------ Extracted material ------

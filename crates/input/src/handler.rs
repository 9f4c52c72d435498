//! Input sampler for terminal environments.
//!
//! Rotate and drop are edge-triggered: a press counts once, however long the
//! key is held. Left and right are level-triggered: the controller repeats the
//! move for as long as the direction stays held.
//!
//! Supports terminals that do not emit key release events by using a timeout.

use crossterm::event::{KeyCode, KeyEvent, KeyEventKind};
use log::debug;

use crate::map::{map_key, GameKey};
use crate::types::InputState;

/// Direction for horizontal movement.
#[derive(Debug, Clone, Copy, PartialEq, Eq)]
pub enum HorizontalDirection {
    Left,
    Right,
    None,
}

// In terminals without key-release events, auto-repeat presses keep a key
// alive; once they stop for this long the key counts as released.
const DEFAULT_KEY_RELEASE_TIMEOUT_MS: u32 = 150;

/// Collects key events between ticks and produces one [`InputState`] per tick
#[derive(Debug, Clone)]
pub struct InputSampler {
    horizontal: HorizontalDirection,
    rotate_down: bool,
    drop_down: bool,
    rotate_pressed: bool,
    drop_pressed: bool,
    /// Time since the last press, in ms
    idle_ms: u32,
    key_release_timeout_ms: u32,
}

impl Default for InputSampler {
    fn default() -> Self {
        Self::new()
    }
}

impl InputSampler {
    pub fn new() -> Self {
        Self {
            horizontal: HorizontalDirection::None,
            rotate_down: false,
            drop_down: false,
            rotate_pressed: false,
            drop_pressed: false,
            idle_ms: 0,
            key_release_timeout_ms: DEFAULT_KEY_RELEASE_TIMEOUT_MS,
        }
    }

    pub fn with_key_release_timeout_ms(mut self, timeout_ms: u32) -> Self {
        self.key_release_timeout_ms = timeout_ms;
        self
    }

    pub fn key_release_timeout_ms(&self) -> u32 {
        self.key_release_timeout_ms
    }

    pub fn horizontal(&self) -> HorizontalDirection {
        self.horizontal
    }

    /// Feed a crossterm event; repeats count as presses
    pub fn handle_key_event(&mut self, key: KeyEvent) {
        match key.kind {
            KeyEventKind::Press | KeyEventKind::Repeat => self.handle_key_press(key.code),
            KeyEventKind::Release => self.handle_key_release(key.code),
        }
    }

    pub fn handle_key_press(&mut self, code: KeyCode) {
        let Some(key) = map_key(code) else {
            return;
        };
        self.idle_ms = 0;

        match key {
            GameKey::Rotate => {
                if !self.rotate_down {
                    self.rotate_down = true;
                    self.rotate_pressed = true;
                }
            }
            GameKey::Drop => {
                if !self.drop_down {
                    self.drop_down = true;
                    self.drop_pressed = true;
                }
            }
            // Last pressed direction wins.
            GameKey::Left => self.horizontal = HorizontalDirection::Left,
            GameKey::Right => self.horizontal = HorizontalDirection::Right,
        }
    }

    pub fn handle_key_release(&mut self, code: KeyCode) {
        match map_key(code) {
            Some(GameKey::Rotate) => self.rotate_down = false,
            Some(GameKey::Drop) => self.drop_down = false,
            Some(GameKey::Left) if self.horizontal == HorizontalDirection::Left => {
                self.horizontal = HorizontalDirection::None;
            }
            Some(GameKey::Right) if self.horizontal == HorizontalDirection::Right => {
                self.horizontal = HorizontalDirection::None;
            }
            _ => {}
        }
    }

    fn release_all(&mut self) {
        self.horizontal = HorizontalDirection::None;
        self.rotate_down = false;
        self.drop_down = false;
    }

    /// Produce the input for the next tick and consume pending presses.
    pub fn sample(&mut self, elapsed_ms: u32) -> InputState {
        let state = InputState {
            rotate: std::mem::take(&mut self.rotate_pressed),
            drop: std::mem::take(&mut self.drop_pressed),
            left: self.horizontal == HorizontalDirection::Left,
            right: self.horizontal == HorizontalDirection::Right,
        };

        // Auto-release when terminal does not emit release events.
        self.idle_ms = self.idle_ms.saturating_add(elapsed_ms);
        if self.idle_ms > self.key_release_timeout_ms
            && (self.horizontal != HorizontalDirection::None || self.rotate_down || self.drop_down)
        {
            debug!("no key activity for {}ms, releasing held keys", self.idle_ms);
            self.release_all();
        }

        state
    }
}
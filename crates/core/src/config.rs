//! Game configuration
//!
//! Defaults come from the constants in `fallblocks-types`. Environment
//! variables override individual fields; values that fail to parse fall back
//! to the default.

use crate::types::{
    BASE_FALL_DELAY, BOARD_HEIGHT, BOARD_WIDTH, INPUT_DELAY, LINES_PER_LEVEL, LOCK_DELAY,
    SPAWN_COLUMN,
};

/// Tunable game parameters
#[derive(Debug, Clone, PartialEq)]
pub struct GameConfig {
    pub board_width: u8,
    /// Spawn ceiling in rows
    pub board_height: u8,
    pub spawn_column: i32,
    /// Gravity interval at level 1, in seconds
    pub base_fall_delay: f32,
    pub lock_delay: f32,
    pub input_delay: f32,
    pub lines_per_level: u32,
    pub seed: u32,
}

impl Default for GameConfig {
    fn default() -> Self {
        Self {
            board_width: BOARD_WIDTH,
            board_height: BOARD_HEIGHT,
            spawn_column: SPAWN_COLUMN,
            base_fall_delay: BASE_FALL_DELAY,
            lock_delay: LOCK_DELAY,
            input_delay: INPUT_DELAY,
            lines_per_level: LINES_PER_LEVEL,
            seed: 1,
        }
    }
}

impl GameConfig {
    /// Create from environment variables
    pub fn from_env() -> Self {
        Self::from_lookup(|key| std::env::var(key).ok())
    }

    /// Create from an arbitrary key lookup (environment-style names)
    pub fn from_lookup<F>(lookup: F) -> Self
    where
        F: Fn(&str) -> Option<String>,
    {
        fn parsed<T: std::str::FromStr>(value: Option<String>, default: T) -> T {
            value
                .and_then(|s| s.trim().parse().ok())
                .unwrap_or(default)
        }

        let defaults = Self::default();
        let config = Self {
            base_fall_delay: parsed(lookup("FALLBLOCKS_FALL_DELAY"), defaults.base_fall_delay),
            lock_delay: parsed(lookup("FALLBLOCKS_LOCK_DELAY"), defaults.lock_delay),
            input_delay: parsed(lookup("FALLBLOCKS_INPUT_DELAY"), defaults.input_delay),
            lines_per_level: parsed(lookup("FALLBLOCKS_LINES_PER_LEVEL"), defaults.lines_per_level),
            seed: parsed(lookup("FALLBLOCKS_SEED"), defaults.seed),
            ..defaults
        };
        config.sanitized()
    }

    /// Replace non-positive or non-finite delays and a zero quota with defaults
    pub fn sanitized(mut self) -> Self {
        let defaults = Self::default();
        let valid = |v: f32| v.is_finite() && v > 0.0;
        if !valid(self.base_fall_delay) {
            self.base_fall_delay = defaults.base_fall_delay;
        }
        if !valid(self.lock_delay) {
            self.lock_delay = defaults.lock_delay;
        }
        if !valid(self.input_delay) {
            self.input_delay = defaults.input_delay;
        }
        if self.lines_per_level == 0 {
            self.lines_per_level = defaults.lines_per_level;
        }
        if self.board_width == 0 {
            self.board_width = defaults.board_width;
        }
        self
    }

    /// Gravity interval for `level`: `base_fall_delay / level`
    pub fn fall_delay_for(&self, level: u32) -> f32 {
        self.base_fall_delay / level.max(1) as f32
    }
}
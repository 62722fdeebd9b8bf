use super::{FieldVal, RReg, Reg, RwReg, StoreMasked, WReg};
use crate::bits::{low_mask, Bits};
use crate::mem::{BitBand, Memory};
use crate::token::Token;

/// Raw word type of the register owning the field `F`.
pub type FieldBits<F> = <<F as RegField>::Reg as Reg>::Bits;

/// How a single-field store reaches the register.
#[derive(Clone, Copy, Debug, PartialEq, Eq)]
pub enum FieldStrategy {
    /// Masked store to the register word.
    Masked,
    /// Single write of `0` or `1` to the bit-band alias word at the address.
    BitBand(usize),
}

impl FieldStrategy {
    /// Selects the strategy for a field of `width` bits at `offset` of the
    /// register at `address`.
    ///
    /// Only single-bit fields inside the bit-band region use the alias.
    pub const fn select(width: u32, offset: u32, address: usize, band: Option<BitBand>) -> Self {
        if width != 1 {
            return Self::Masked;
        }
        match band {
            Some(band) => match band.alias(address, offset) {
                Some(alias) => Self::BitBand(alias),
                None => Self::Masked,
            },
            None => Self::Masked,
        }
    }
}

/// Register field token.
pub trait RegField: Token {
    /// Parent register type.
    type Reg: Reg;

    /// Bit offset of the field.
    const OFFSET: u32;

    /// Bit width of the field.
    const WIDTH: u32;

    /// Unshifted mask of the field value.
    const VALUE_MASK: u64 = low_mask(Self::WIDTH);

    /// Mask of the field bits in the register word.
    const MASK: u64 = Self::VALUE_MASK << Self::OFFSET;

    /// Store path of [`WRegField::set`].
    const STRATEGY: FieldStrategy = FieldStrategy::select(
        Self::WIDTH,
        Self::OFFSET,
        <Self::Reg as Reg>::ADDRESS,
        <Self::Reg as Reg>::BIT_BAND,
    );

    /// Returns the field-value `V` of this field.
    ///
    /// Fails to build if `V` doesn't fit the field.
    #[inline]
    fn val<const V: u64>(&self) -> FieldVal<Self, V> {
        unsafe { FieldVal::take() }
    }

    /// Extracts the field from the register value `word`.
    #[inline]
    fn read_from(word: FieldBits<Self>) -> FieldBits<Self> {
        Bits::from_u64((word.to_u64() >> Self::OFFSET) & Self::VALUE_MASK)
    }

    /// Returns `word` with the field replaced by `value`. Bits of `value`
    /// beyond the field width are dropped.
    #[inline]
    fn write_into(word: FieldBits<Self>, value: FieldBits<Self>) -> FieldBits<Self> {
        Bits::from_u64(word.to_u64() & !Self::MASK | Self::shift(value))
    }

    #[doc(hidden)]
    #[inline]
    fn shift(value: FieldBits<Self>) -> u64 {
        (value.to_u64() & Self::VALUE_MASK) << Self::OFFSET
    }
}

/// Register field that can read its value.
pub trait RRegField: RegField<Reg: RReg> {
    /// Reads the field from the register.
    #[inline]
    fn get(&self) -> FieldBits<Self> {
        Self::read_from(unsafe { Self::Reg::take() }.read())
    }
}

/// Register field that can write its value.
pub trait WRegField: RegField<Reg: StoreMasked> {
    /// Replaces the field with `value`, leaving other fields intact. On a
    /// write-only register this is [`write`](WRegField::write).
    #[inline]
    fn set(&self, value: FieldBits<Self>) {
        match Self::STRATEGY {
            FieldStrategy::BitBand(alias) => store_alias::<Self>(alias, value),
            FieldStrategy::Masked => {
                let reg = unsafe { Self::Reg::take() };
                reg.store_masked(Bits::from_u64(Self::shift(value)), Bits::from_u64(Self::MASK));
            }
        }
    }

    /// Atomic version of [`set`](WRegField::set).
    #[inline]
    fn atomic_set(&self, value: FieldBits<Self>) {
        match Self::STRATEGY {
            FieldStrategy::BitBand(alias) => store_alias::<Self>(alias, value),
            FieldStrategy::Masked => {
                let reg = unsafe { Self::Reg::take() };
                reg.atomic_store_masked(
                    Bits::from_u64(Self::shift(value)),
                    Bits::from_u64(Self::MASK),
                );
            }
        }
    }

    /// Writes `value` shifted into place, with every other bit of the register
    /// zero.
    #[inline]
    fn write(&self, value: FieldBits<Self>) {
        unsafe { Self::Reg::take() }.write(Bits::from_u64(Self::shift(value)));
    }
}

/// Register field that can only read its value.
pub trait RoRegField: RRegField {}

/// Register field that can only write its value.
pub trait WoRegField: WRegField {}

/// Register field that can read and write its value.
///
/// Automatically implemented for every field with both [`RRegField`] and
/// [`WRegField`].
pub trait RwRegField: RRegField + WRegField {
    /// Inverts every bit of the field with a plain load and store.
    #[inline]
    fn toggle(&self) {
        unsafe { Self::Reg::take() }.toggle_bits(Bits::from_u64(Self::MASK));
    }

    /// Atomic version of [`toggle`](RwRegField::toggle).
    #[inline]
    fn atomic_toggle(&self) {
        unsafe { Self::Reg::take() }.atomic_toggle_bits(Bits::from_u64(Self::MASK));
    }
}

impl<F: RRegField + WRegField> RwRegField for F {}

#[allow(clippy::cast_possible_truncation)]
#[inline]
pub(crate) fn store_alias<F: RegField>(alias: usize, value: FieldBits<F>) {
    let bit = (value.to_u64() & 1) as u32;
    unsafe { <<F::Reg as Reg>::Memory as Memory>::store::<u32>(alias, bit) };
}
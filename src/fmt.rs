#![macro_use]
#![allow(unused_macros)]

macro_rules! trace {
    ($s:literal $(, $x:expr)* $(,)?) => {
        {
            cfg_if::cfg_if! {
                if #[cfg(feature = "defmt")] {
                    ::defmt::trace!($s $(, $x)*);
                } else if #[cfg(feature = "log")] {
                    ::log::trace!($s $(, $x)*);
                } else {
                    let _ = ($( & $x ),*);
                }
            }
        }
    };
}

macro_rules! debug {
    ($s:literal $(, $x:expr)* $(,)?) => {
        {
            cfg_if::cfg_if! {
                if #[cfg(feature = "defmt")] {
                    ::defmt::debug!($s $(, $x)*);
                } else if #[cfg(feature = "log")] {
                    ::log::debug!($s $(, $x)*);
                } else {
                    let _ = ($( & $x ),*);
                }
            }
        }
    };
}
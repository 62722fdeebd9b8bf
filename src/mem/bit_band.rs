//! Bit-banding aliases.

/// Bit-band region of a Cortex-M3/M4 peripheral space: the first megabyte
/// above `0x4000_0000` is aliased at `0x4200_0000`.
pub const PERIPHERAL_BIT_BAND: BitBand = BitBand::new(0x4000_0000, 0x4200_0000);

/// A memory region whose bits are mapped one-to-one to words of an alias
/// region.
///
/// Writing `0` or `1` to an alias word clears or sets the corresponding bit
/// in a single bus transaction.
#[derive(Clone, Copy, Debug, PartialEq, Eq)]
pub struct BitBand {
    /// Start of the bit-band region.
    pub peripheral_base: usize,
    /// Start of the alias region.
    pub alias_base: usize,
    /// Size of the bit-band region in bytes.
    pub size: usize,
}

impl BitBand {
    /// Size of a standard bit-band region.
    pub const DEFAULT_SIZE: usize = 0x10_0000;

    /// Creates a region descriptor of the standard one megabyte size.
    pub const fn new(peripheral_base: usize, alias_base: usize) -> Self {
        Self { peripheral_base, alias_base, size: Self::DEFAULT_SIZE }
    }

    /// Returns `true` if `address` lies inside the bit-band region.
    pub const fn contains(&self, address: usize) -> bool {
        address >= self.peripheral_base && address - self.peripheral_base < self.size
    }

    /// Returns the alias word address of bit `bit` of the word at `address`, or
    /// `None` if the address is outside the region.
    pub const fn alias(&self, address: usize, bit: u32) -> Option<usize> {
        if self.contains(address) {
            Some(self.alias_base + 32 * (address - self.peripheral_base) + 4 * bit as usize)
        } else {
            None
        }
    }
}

------

Exercise prompt: Search the data for the string "trace". List each line that has it.

Answer area:
macro_rules! trace {
                    ::defmt::trace!($s $(, $x)*);
                    ::log::trace!($s $(, $x)*);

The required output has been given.